- Task objective: A single number is required: how many lines in the records below contain "reported".

- Recorded information:
=== Begin Enclosure ===

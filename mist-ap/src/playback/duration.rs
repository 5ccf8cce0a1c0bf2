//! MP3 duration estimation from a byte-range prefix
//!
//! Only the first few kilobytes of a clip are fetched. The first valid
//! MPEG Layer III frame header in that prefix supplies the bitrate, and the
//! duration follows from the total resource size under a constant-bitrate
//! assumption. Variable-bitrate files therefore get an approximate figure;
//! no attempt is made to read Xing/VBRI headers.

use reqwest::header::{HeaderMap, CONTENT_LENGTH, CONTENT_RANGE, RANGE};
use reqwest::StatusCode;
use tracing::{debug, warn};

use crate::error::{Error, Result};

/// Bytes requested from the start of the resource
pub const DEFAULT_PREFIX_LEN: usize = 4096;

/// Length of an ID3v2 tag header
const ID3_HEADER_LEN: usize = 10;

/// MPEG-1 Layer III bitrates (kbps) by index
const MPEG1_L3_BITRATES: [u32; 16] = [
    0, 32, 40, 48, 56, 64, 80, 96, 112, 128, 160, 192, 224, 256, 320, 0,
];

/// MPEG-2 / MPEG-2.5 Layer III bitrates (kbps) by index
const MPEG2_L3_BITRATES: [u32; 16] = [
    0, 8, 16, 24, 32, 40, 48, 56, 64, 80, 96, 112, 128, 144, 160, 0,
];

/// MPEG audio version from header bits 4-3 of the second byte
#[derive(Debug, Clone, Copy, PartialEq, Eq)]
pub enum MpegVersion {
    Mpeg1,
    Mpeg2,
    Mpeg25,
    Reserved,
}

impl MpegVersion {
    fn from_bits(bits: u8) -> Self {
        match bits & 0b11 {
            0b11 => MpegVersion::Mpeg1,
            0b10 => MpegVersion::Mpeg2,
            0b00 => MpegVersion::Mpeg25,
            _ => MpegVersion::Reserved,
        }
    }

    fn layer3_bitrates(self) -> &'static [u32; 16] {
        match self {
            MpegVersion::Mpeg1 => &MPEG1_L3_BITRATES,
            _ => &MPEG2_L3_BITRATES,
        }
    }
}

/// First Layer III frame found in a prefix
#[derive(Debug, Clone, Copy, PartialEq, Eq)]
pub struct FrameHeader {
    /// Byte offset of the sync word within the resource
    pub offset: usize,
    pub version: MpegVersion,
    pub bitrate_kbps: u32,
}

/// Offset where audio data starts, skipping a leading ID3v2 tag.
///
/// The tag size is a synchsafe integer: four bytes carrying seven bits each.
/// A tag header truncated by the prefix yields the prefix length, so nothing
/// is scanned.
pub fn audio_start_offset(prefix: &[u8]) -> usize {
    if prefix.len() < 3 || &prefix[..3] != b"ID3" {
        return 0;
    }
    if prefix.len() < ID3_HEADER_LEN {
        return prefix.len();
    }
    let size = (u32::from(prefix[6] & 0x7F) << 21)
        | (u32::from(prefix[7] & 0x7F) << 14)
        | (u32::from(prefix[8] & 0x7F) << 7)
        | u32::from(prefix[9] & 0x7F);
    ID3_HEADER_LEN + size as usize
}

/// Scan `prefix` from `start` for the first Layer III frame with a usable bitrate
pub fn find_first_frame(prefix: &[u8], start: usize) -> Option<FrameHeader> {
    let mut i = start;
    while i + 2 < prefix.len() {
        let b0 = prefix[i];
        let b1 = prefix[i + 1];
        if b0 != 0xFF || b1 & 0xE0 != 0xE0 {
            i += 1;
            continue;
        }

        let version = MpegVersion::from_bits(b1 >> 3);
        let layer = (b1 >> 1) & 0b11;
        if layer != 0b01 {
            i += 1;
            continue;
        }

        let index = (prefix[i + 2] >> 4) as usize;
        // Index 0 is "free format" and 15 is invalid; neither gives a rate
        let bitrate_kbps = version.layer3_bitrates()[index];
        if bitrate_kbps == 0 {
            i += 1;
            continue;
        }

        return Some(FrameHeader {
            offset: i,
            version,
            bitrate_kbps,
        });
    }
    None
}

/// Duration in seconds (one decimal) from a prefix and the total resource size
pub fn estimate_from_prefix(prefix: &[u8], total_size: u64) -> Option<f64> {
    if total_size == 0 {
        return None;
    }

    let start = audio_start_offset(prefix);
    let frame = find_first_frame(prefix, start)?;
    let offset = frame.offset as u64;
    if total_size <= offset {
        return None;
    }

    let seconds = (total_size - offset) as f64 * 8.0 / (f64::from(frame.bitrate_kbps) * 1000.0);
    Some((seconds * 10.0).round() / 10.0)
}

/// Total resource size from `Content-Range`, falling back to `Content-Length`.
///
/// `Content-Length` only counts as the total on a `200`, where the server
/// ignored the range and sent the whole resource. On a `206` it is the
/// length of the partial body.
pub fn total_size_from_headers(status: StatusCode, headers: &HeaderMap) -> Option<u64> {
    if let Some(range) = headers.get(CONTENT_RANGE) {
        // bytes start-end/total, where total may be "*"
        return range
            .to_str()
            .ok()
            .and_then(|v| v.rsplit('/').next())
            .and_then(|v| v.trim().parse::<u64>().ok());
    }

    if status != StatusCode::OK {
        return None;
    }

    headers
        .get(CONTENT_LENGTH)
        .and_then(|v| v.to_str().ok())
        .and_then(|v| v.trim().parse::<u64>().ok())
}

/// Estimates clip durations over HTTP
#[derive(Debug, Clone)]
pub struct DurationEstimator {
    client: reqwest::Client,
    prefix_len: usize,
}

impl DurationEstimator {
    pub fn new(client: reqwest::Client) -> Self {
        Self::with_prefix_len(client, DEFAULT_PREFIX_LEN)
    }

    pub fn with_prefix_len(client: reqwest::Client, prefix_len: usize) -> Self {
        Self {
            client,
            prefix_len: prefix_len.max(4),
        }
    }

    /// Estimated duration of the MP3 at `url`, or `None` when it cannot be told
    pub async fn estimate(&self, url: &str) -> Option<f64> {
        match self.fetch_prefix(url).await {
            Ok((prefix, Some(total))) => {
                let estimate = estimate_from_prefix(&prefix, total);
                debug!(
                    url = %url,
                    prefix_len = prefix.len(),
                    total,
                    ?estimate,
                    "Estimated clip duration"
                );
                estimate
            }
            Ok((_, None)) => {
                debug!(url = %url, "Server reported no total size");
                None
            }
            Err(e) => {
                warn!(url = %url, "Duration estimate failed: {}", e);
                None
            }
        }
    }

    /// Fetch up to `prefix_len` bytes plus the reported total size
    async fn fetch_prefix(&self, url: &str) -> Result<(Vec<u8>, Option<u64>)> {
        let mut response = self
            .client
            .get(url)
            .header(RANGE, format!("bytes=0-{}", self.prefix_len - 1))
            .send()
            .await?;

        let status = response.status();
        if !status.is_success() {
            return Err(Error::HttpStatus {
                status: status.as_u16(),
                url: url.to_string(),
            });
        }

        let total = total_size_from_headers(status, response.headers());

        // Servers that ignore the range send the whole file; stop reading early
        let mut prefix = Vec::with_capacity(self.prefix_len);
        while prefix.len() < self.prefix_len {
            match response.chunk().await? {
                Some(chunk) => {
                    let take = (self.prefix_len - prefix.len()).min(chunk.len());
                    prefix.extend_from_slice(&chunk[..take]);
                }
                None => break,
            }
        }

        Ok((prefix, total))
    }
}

=== End Enclosure ===

- Output: 2